O legado científico de Dugin é sem precedentes na história do pensamento russo contemporâneo. Na verdade, eu diria que é impossível encontrar algo parecido no passado. Só o trabalho de Dugin é equivalente a tudo o que um instituto científico produziu no seu melhor. Isto porque a visão de Dugin, ou seja, o pensamento que atravessa sua alma e seu cérebro, é o resultado de todas as tendências do pensamento científico, filosófico e sociológico contemporâneo. O escopo de seu trabalho é inigualável e simplesmente não foi assimilado. Talvez apenas as gerações futuras sejam capazes de apreciar a vastidão de seu trabalho.
O trabalho de Dugin é ainda mais surpreendente porque surgiu no meio de um deserto intelectual: Dugin está completamente sozinho! Tudo o que encontramos ao seu redor são os restos decadentes do antigo academicismo pós-soviético, que rapidamente degenerou em uma espécie de "bobok" (balbucio). Ninguém dentro do meio acadêmico e intelectual pode dialogar ou entender o que Dugin está fazendo. Além disso, esses "boboks" (que não são nada além dos restos balbuciantes da velha escola de humanidades soviética) já haviam caído na especialização e no entorpecimento quando ainda eram jovens e criativos. Por outro lado, há muito tempo eles haviam se curvado à disciplina que lhes era imposta pela ideologia dominante; mas no momento em que essa ideologia se dissolveu e deixou de ser o estímulo e o guia de suas vidas, eles simplesmente deixaram de pensar, de saber o que pensar ou fazer e se contentaram em repetir, com cuidado e autocensura o tempo todo, os fragmentos de reflexões que fizeram há trinta ou quarenta anos. E é no meio desta floresta seca, árida e sem vida que se encontra a obra de Alexander Dugin com todo seu incrível aparato de erudição.
Eu diria mesmo que Dugin realizou um imenso feito intelectual, especialmente porque isto não se limitou a ele, mas ele até tentou reunir sob sua responsabilidade toda uma plêiade de intelectuais dos quais ele é seu professor e com os quais pretende criar uma escola. Isto colocou Dugin em contato com muitos jovens talentosos que se tornaram intoxicados por este novo pensamento. É a eles que ele pretende transmitir uma ampla metodologia que vai da contemplação metafísica à análise concreta da sociologia e da etnologia.

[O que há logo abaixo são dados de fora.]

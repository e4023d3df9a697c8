//! # Service State
//!
//! Wraps the supervisor handle and the resolved shell layout, plus the
//! setup wizard operations over the backend env file.

use std::path::PathBuf;
use std::sync::Arc;
use std::time::Duration;

use serde::Serialize;
use tracing::{debug, info, warn};

use medx_core::env::ConnectionConfig;
use medx_core::validation::SetupForm;
use medx_supervisor::{env_store, ShellConfig, ShellPaths, StartOutcome, SupervisorHandle};

use crate::error::ApiError;
use crate::state::ShellState;

/// Response DTO of `setup_closed`.
#[derive(Debug, Clone, Copy, PartialEq, Eq, Serialize)]
#[serde(rename_all = "camelCase")]
pub struct SetupClosedDto {
    /// The env file is valid now.
    pub configured: bool,
    pub outcome: Option<StartOutcome>,
}

/// Service state shared by commands.
pub struct ServiceState {
    supervisor: SupervisorHandle,
    config: Arc<ShellConfig>,
    paths: ShellPaths,
}

impl ServiceState {
    pub fn new(supervisor: SupervisorHandle, config: Arc<ShellConfig>) -> Self {
        let paths = config.resolve_paths();
        ServiceState {
            supervisor,
            config,
            paths,
        }
    }

    pub fn supervisor(&self) -> &SupervisorHandle {
        &self.supervisor
    }

    pub fn config(&self) -> &ShellConfig {
        &self.config
    }

    pub fn paths(&self) -> &ShellPaths {
        &self.paths
    }

    /// Env file path; created with placeholders on first use so the
    /// wizard always has a path to show.
    pub fn env_path(&self) -> PathBuf {
        env_store::ensure_env_file(&self.paths)
    }

    /// The parsed connection settings.
    pub fn connection_config(&self) -> ConnectionConfig {
        env_store::load_connection_config(&self.env_path())
    }

    /// Folder holding the env file.
    pub fn env_folder(&self) -> PathBuf {
        self.env_path()
            .parent()
            .map(|p| p.to_path_buf())
            .unwrap_or_else(|| self.paths.medx_dir())
    }

    /// Log folder, created if missing.
    pub fn log_folder(&self) -> Result<PathBuf, ApiError> {
        let logs = self.paths.logs_dir();
        std::fs::create_dir_all(&logs)
            .map_err(|e| ApiError::internal(format!("Cannot create {}: {}", logs.display(), e)))?;
        Ok(logs)
    }

    /// Validates and writes the wizard form, then starts services shortly
    /// after.
    pub fn save_connection(&self, form: &SetupForm) -> Result<ConnectionConfig, ApiError> {
        let path = self.env_path();
        let saved = env_store::save_connection(&path, form)?;
        info!(?path, "Setup saved, services will start");
        self.start_services_later();
        Ok(saved)
    }

    /// Starts services in the background after the post-save delay.
    pub fn start_services_later(&self) {
        let supervisor = self.supervisor.clone();
        let delay = Duration::from_millis(self.config.services.start_after_save_ms);
        tokio::spawn(async move {
            tokio::time::sleep(delay).await;
            if let Err(e) = supervisor.start_services().await {
                warn!(error = %e, "Starting services after save failed");
            }
        });
    }

    /// The wizard closed. With a valid env file, start services and make
    /// sure the main window is visible.
    pub async fn setup_closed(&self, shell: &ShellState) -> Result<SetupClosedDto, ApiError> {
        if !env_store::is_env_configured(&self.env_path()) {
            debug!("Setup closed without a valid config");
            return Ok(SetupClosedDto {
                configured: false,
                outcome: None,
            });
        }

        info!("Setup closed with a valid config");
        let outcome = self.supervisor.start_services().await?;
        shell.show_main_window();
        Ok(SetupClosedDto {
            configured: true,
            outcome: Some(outcome),
        })
    }
}
//! # Host Adapters
//!
//! Concrete implementations of the seams the engine and commands talk to.
//!
//! ```text
//! host/
//! ├── mod.rs      ◄─── HostError
//! ├── opener.rs   ◄─── Opener trait, OS file manager / browser launcher
//! ├── bridge.rs   ◄─── Script calls into a webview and their replies
//! ├── webview.rs  ◄─── PrintHost over Tauri webview windows
//! ├── spooler.rs  ◄─── CUPS command line (lp, lpstat)
//! └── js/         ◄─── Scripts evaluated inside print windows
//! ```

pub mod bridge;
pub mod opener;
pub mod spooler;
pub mod webview;

use thiserror::Error;

use crate::error::{ApiError, ErrorCode};

pub use bridge::{ScriptBridge, ScriptReply};
pub use opener::{Opener, SystemOpener};
pub use spooler::Spooler;
pub use webview::{SurfaceWindow, WebviewPrintHost, WebviewSurface};

/// Failure of an external host program or window.
#[derive(Debug, Error)]
pub enum HostError {
    #[error("Failed to run {program}: {source}")]
    Spawn {
        program: String,
        #[source]
        source: std::io::Error,
    },

    #[error("{program} failed: {message}")]
    Failed { program: String, message: String },

    #[error("Spool file error: {0}")]
    Spool(#[from] std::io::Error),

    #[error("Window error: {0}")]
    Window(String),

    #[error("Script error: {0}")]
    Script(String),
}

impl From<tauri::Error> for HostError {
    fn from(err: tauri::Error) -> Self {
        HostError::Window(err.to_string())
    }
}

impl From<HostError> for ApiError {
    fn from(err: HostError) -> Self {
        ApiError::new(ErrorCode::HostError, err.to_string())
    }
}

/// Writes an executable shell script standing in for a host program.
#[cfg(all(test, unix))]
pub(crate) fn fake_program(dir: &std::path::Path, name: &str, body: &str) -> String {
    use std::os::unix::fs::PermissionsExt;
    let path = dir.join(name);
    std::fs::write(&path, format!("#!/bin/sh\n{}\n", body)).unwrap();
    std::fs::set_permissions(&path, std::fs::Permissions::from_mode(0o755)).unwrap();
    path.display().to_string()
}
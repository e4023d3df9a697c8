//! # Receipt Templates
//!
//! Builds standalone HTML documents for thermal receipts and queue tickets.
//!
//! ## Template Layouts
//! ```text
//! ┌──────────────────────┐ ┌──────────────────────┐ ┌──────────────────────┐
//! │ check-6 (default)    │ │ check-4-58           │ │ check-1              │
//! │  [logo]              │ │  [logo]              │ │  [logo]              │
//! │  CLINIC / address    │ │  CLINIC / address    │ │ ┌ ─ ─ ─ ─ ─ ─ ─ ─ ┐  │
//! │  Sana / Vaqt rows    │ │  date time           │ │   CLINIC, date       │
//! │  Bemor               │ │ ┌──────────────────┐ │ │   Bemor: name        │
//! │  ticket number       │ │ │  A-021 (boxed)   │ │ │   A-021 (huge)       │
//! │  service table       │ │ └──────────────────┘ │ │   service, price     │
//! │  total / payment     │ │  patient, service    │ │   payment, QR        │
//! │  QR, footer          │ │  JAMI, payment, QR   │ │ └ ─ ─ ─ ─ ─ ─ ─ ─ ┘  │
//! └──────────────────────┘ └──────────────────────┘ └──────────────────────┘
//! ```
//!
//! Every user-supplied string passes through [`escape_html`].

use chrono::{DateTime, FixedOffset};
use serde::{Deserialize, Serialize};
use ts_rs::TS;

use crate::paper::PaperSize;
use crate::types::PrintMode;

/// Footer used when the clinic has not configured one.
pub const DEFAULT_FOOTER: &str = "Спасибо за доверие!";

/// Clinic name used when the settings leave it blank.
pub const DEFAULT_CLINIC_LABEL: &str = "KLINIKA";

const QR_SERVICE_URL: &str = "https://api.qrserver.com/v1/create-qr-code/?size=160x160&margin=0&data=";

// =============================================================================
// Print Settings
// =============================================================================

/// Receipt layout choice.
#[derive(Debug, Clone, Copy, PartialEq, Eq, Default, Serialize, Deserialize, TS)]
#[ts(export)]
pub enum ReceiptTemplateId {
    #[serde(rename = "check-4-58")]
    Check458,
    #[serde(rename = "check-1")]
    Check1,
    #[default]
    #[serde(rename = "check-6")]
    Check6,
}

/// Full roll width or a width that keeps a margin on both sides.
#[derive(Debug, Clone, Copy, PartialEq, Eq, Default, Serialize, Deserialize, TS)]
#[serde(rename_all = "lowercase")]
#[ts(export)]
pub enum ReceiptWidthMode {
    #[default]
    Standard,
    Safe,
}
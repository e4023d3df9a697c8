//! # Tauri Commands Module
//!
//! All commands exposed to the web UI.
//!
//! ## Command Organization
//! ```text
//! commands/
//! ├── mod.rs       ◄─── You are here (exports)
//! ├── config.rs    ◄─── get_config, generate_secret, save_config,
//! │                     open_env_folder
//! ├── services.rs  ◄─── start_services, service_status, setup_closed,
//! │                     open_log_folder, start_url
//! └── print.rs     ◄─── print_html, list_printers, get/set_print_settings,
//!                       print_receipt, print_queue_ticket,
//!                       print_surface_reply (print windows only)
//! ```
//!
//! ## How Commands Work
//! ```text
//! ┌─────────────────────────────────────────────────────────────────────────┐
//! │                    Tauri Command Flow                                   │
//! │                                                                         │
//! │  Web UI                                                                 │
//! │  ──────                                                                 │
//! │  window.medx.configSave(form)                                           │
//! │    └─► invoke('save_config', { form: { db: 'medx', ... } })             │
//! │         │                                                               │
//! │         │ (IPC, JSON serialization)                                     │
//! │         ▼                                                               │
//! │  Rust Shell                                                             │
//! │  ──────────                                                             │
//! │  #[tauri::command]                                                      │
//! │  async fn save_config(                                                  │
//! │      services: State<'_, ServiceState>,  ◄── injected by Tauri          │
//! │      form: SetupForm,                    ◄── from JS                    │
//! │  ) -> Result<ConnectionConfig, ApiError>                                │
//! │         │                                                               │
//! │         ▼                                                               │
//! │  Promise resolves with the saved config or rejects with ApiError        │
//! └─────────────────────────────────────────────────────────────────────────┘
//! ```
//!
//! Commands are thin; the work lives on the state types.

pub mod config;
pub mod print;
pub mod services;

Talvez a única coisa que possa prejudicar um trabalho tão heroico e luminoso - que Dugin chamaria de "trabalho em branco" - seja o apego excessivo que ele próprio teve à realidade política russa e as expectativas excessivas que muitas vezes depositou em certas tendências da vida política de nosso país durante os últimos vinte anos. Essas expectativas não foram cumpridas e Dugin está bem ciente disso.
Entretanto, a dissonância deste fracasso não é nada em comparação com a força de atração da personalidade de Dugin e sua incrível atividade, que é fruto de sua capacidade de trabalho e de sua surpreendente acuidade em prestar atenção às ideias que surgem no reino do pensamento.
Dugin não tenta reduzir o pensamento a um "simples mercado de ideias", porque para ele o mundo das ideias é um palco dramático onde cada ideia é um personagem trágico.